Task objective:
How many lines below contain the word "enabled"? Give only the number.
##########
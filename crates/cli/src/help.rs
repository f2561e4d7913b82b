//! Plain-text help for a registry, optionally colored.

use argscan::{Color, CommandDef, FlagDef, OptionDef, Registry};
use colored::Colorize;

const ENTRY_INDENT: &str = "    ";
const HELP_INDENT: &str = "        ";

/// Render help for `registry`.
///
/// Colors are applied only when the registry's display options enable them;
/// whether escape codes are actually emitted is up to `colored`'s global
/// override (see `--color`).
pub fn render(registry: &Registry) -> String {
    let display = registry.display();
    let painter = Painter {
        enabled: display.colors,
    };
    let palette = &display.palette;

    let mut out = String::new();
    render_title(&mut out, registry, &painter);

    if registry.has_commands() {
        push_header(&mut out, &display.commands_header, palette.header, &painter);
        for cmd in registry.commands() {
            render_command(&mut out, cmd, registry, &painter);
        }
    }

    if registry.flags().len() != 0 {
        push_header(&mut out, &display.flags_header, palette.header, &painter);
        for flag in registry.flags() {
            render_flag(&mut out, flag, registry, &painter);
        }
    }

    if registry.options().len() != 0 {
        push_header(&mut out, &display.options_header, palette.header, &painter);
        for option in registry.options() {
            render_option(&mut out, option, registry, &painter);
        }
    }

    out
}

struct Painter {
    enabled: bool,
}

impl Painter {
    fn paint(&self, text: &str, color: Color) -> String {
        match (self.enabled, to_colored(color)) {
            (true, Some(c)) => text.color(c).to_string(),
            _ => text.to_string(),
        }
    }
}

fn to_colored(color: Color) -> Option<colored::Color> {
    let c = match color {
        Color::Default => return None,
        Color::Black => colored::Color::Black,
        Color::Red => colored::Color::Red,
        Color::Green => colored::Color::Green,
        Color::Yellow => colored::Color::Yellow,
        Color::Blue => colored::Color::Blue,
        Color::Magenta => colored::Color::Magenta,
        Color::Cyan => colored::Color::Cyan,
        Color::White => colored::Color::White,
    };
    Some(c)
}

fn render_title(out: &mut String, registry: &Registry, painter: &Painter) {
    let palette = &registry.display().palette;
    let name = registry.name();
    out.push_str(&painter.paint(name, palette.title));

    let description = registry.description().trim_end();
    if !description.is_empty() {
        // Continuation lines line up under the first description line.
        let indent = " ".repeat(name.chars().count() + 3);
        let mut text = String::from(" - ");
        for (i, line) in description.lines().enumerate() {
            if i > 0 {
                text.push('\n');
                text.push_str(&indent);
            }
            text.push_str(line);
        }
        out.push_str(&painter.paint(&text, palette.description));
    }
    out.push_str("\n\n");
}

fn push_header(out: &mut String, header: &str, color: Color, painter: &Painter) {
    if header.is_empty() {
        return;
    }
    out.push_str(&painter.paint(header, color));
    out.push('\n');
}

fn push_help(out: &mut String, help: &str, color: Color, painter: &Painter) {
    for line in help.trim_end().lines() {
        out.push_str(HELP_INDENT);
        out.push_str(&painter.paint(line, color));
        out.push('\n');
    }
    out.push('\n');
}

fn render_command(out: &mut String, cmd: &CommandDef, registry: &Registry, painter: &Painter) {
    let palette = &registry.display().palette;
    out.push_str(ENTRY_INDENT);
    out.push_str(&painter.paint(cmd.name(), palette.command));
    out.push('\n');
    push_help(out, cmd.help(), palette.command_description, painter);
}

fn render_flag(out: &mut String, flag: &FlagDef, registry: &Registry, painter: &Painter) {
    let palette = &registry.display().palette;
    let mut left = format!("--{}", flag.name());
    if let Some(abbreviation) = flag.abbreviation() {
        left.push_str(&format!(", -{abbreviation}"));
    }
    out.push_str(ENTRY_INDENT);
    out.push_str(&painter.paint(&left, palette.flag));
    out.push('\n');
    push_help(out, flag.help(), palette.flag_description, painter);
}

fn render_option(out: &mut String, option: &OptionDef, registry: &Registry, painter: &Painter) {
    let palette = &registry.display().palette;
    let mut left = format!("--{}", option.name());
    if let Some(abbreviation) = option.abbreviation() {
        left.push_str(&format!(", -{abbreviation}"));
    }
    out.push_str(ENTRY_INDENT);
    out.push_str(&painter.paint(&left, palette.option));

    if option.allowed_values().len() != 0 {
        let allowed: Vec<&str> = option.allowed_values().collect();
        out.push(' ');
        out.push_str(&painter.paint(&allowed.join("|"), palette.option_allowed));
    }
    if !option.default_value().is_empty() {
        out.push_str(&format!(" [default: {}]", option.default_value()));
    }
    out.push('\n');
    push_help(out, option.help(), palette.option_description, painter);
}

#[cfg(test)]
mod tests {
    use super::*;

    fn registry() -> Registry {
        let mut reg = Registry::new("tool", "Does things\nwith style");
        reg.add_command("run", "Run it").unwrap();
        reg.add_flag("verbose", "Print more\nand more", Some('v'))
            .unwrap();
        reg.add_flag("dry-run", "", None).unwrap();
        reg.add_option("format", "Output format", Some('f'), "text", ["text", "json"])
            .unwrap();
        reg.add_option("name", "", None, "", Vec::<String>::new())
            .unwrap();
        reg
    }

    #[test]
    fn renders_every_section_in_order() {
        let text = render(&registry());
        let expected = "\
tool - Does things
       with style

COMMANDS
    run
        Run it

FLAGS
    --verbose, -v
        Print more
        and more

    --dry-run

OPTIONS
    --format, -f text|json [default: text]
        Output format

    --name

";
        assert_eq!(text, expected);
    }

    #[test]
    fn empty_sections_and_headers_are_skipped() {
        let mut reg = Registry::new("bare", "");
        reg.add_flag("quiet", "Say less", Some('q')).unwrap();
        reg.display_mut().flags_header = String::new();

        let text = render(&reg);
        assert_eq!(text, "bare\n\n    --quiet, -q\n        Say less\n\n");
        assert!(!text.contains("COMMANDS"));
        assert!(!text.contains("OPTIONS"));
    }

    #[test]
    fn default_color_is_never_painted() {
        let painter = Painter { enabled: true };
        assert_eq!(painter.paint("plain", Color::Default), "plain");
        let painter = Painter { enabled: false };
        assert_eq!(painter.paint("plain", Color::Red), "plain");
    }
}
##########
Result of the task:
5